The 5′ end of the 931 bp DgSITa contig has low sequence similarity to other SIT sequences and contains in-frame stop codons. There is a putative splice acceptor site just upstream of the conserved protein coding sequence, suggesting that this 5′ sequence represents an intron. This provides strong evidence against a bacterial origin for the SIT domain containing sequences in the D. grandis partial genome data. The conserved protein sequence runs to the 3′ end of the available contig.
PCR amplification of DgSITa from genomic DNA produced a sequence identical to the original contig, except that a 71 bp long tandem repeat in the putative intron was absent in the PCR-derived sequence. Attempts to extend the available DgSITa sequence using RT-PCR or 5′-RACE were unsuccessful. The results of the BLAST searches and InterProScan analysis using DgSITa are given in the electronic supplementary material.
(c) Bioinformatic analysis of Stephanoeca diplocostata silicon transporter
The SdSIT-deduced proteins show high levels of sequence similarity (89–95% nucleotide identity). WoLF PSORT was used to analyse the sequences for predicted subcellular localization. All three databases gave a majority prediction that each SdSIT protein is targeted to the plasma membrane. Topology prediction programmes identified nine, 10 or 11 TMDs (see the electronic supplementary material). As diatom SITs have been consistently predicted to have 10 TMDs (orange line, figure 2), we applied 10 TMD prediction from TMPred to the SdSITs (black line, figure 2). The TMDs predicted for choanoflagellate and diatom SITs overlap to some degree; however, the location of TMD 4 is considerably different. The COILS software found no evidence for putative coiled-coil motifs in the SdSIT sequences, unlike pennate diatom SITs which contain prominent C-terminal coiled-coil motifs .
(d) Identification of conserved motifs in silicon transporter proteins
Alignment of choanoflagellate, diatom and stramenopile SITs revealed five motifs in common across all SITs (figure 2).

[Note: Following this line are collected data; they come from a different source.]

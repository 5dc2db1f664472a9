mod filter;
mod inline_fetcher;
mod payload;
mod writer;

pub use filter::{CompiledFilter, FilterConfig, NameFilter, TagFilter};
pub use inline_fetcher::InlineFetcher;
pub use payload::{IconCandidate, PackageCandidate, RemoteCandidate, ServerCandidate, SkillCandidate, SyncPayload, Validator};
pub use writer::{recompute_latest, registry_source_unchanged, store};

The two pairs of GXQ-containing motifs have been noted previously, the first in TMDs 2 and 3, the second located in TMDs 7 and 8, but symmetrically orientated with respect to the membrane polarity . In our alignment, the C-terminal motifs of the pair contained GRQ, apart from one CRQ motif (Shionodiscus ritscheri). The N-terminal motif sequences in each pair were resolved as EGXQ, X being cysteine, glycine or glutamine in the first motif pair and methionine, leucine, isoleucine or threonine in the second. Variants were again only found at the second motif of the pair: EAMQ (in Navicula pelliculosa SIT4) and KGMQ (in Stephanodiscus yellowstonensis). In choanoflagellate SITs, all motifs were EGCQ–GRQ (first motif pair) and EGLQ–GRQ (second motif pair).
We also identified an additional conserved sequence between the EGXQ–GRQ motif pairs: this motif is (G/S)QL. GQL is by far the more common variant and is present in all choanoflagellate SIT sequences. The CMLD motif  was not found in any choanoflagellate SIT.
In addition to these motifs, three hydroxyl-containing residues (T115, T290 and S382 in SdSITa), three negatively charged residues (E133, E225 and D476 in SdSITa) and one positively charged residue (R134 in SdSITa) were identified as being conserved across all SITs. These residue classes have been proposed to function in silicic acid transport  (see §4).
The first GRQ motif (TMD 3), the second EGXQ motif (TMD 7) and the conserved residues are found in similar position with respect to membrane orientation in both choanoflagellates and stramenopiles. The first EGXQ motif is intracellular in diatoms but placed within TMD 2 in choanoflagellates. Conversely, the second GRQ motif is extracellular in choanoflagellates but is predicted to be within TMD 8 in diatoms. In choanoflagellates, the (G/S)QL motif is inside TMD 4, but is intracellular in diatom SIT structures. This relates to the major difference in the predicted location of TMD 4 between diatoms and choanoflagellates (figure 2).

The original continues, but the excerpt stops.